Saturday, March 27, 2010

Goodbye, "Howard" McGraw


BusinessWeek salutes "Howard" McGraw

Above is a story that has been on the BusinessWeek.com website for the past three days: an AP obituary of former McGraw-Hill CEO Harold McGraw that gets his name wrong in the headline.

BW was not alone. Apparently nobody at the AP or its member papers (such as this one) noticed that his name is "Harold" not "Howard." Otherwise I assume there would have been a correction and all these mistakes would have been fixed.

Strange isn't it? You'd expect that if the error was going to be corrected anywhere, it would be at BW.

I guess there's a bit of symbolic significance in this boner going uncorrected.
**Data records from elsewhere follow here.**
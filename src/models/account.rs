//! Account model
//!
//! An account is a named pot of money (wallet, bank account, ...) whose
//! balance is kept current by the balance engine.

use serde::{Deserialize, Serialize};
use std::fmt;

use super::ids::AccountId;
use super::money::{Money, MAX_AMOUNT};

/// A financial account
#[derive(Debug, Clone, PartialEq, Eq, Serialize, Deserialize)]
pub struct Account {
    /// Unique identifier
    pub id: AccountId,

    /// Account name (e.g., "Wallet")
    pub name: String,

    /// Current balance; mutated only by the balance engine after creation
    pub balance: Money,
}

impl Account {
    /// Create a new account with a zero balance
    pub fn new(id: AccountId, name: impl Into<String>) -> Self {
        Self::with_balance(id, name, Money::zero())
    }

    /// Create a new account with an initial balance
    pub fn with_balance(id: AccountId, name: impl Into<String>, balance: Money) -> Self {
        Self {
            id,
            name: name.into(),
            balance,
        }
    }

    /// Validate the account
    pub fn validate(&self) -> Result<(), AccountValidationError> {
        if self.name.trim().is_empty() {
            return Err(AccountValidationError::EmptyName);
        }

        if self.name.chars().count() > 100 {
            return Err(AccountValidationError::NameTooLong(self.name.chars().count()));
        }

        if !self.balance.is_within_limit() {
            return Err(AccountValidationError::BalanceTooLarge(self.balance));
        }

        Ok(())
    }
}

impl fmt::Display for Account {
    fn fmt(&self, f: &mut fmt::Formatter<'_>) -> fmt::Result {
        write!(f, "{} ({})", self.name, self.balance)
    }
}

/// Validation errors for accounts
#[derive(Debug, Clone, PartialEq, Eq)]
pub enum AccountValidationError {
    EmptyName,
    NameTooLong(usize),
    BalanceTooLarge(Money),
}

impl fmt::Display for AccountValidationError {
    fn fmt(&self, f: &mut fmt::Formatter<'_>) -> fmt::Result {
        match self {
            Self::EmptyName => write!(f, "Account name cannot be empty"),
            Self::NameTooLong(len) => {
                write!(f, "Account name too long ({} chars, max 100)", len)
            }
            Self::BalanceTooLarge(balance) => {
                write!(f, "Opening balance {} exceeds the maximum of {}", balance, MAX_AMOUNT)
            }
        }
    }
}

impl std::error::Error for AccountValidationError {}

#[cfg(test)]
mod tests {
    use super::*;

    #[test]
    fn test_new_account() {
        let account = Account::new(AccountId::from_raw(1), "Wallet");
        assert_eq!(account.name, "Wallet");
        assert!(account.balance.is_zero());
    }

    #[test]
    fn test_validation() {
        let mut account = Account::new(AccountId::from_raw(1), "Bank");
        assert!(account.validate().is_ok());

        account.name = "   ".into();
        assert_eq!(account.validate(), Err(AccountValidationError::EmptyName));

        account.name = "a".repeat(101);
        assert!(matches!(
            account.validate(),
            Err(AccountValidationError::NameTooLong(101))
        ));

        account.name = "Card".into();
        account.balance = Money::from_yen(-9_000_000_000_000);
        assert!(matches!(
            account.validate(),
            Err(AccountValidationError::BalanceTooLarge(_))
        ));
    }

    #[test]
    fn test_serialization_layout() {
        let account = Account::with_balance(AccountId::from_raw(2), "Bank", Money::from_yen(5000));
        let json = serde_json::to_value(&account).unwrap();
        assert_eq!(json, serde_json::json!({"id": 2, "name": "Bank", "balance": 5000}));
    }

    #[test]
    fn test_display() {
        let account = Account::with_balance(AccountId::from_raw(1), "Wallet", Money::from_yen(1200));
        assert_eq!(account.to_string(), "Wallet (¥1,200)");
    }
}
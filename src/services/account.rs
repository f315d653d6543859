//! Account service
//!
//! Creates accounts and resolves user-supplied account references. Balances
//! are never edited here; after creation they move only through the balance
//! engine.

use crate::audit::EntityType;
use crate::error::{MoneyError, MoneyResult};
use crate::models::{Account, AccountId, Money};
use crate::storage::Storage;

/// Service for account management
pub struct AccountService<'a> {
    storage: &'a Storage,
}

impl<'a> AccountService<'a> {
    /// Create a new account service
    pub fn new(storage: &'a Storage) -> Self {
        Self { storage }
    }

    /// Create a new account with an initial balance
    pub fn create(&self, name: &str, initial_balance: Money) -> MoneyResult<Account> {
        let name = name.trim();
        if name.is_empty() {
            return Err(MoneyError::Validation("Account name cannot be empty".into()));
        }

        let account = self.storage.mutate(|ledger| {
            if ledger.account_by_name(name).is_some() {
                return Err(MoneyError::Duplicate {
                    entity_type: "Account",
                    identifier: name.to_string(),
                });
            }

            let account = Account::with_balance(ledger.next_account_id(), name, initial_balance);
            account
                .validate()
                .map_err(|e| MoneyError::Validation(e.to_string()))?;

            ledger.push_account(account.clone());
            Ok(account)
        })?;

        self.storage.log_create(
            EntityType::Account,
            account.id.to_string(),
            Some(account.name.clone()),
            &account,
        );

        tracing::debug!(id = %account.id, name = %account.name, "account created");
        Ok(account)
    }

    /// Get an account by ID
    pub fn get(&self, id: AccountId) -> MoneyResult<Option<Account>> {
        self.storage.read(|ledger| ledger.account(id).cloned())
    }

    /// Find an account by name or ID string
    pub fn find(&self, identifier: &str) -> MoneyResult<Option<Account>> {
        self.storage.read(|ledger| {
            if let Some(account) = ledger.account_by_name(identifier) {
                return Some(account.clone());
            }

            identifier
                .parse::<AccountId>()
                .ok()
                .and_then(|id| ledger.account(id).cloned())
        })
    }

    /// Find an account or fail with a not-found error
    pub fn resolve(&self, identifier: &str) -> MoneyResult<Account> {
        self.find(identifier)?
            .ok_or_else(|| MoneyError::account_not_found(identifier))
    }

    /// Get all accounts in creation order
    pub fn list(&self) -> MoneyResult<Vec<Account>> {
        self.storage.read(|ledger| ledger.accounts().to_vec())
    }

    /// Sum of all current balances
    pub fn total_balance(&self) -> MoneyResult<Money> {
        self.storage.read(|ledger| ledger.total_balance())
    }
}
Over the past few years, BW has become unrecognizable since the days when McGraw ran the magazine's former parent in the seventies and early eighties. One observer recently contended that BW had morphed over the past few years into the "Reader's Digest of American finance."

McGraw was an old-school CEO who rejected a bid from American Express, handsome as it was, on the grounds that Amex would not have been a proper steward of the company or the magazine.

The New York Times reported in its obituary that McGraw said Amex “lacks the integrity, morality and sensitivity” to merge with McGraw-Hill.

Wow. Can you imagine anyone rejecting a bid for a media company today on the grounds that an acquirer lacked "integrity, morality and sensitivity"? I wonder sometimes if those words have been cut out of the dictionary.

On the contrary, the current CEO Terry McGraw, his son, was only too happy to toss BW under the bus when it ceased being profitable. He put it up for sale and would have sold it to a venture capital outfit if the price had been right.

I happen to think that Terry's a good guy, but I doubt very much that he would have rejected a buyer for BW because it lacked "integrity, morality and sensitivity." Hell, it looks like he wouldn't have rejected a buyer even if it failed to come up with much in the way of bucks. Bloomberg paid chump change for BW.

So of course nobody noticed Harold McGraw's name was misspelled. It's also not really surprising that rather than pointing out how the company and BW were saved by this forgotten old man, BW runs an AP obit that underplays the Amex battle and doesn't even get his name right.

That figures. The correct spelling of his name wasn't the only thing that has been forgotten.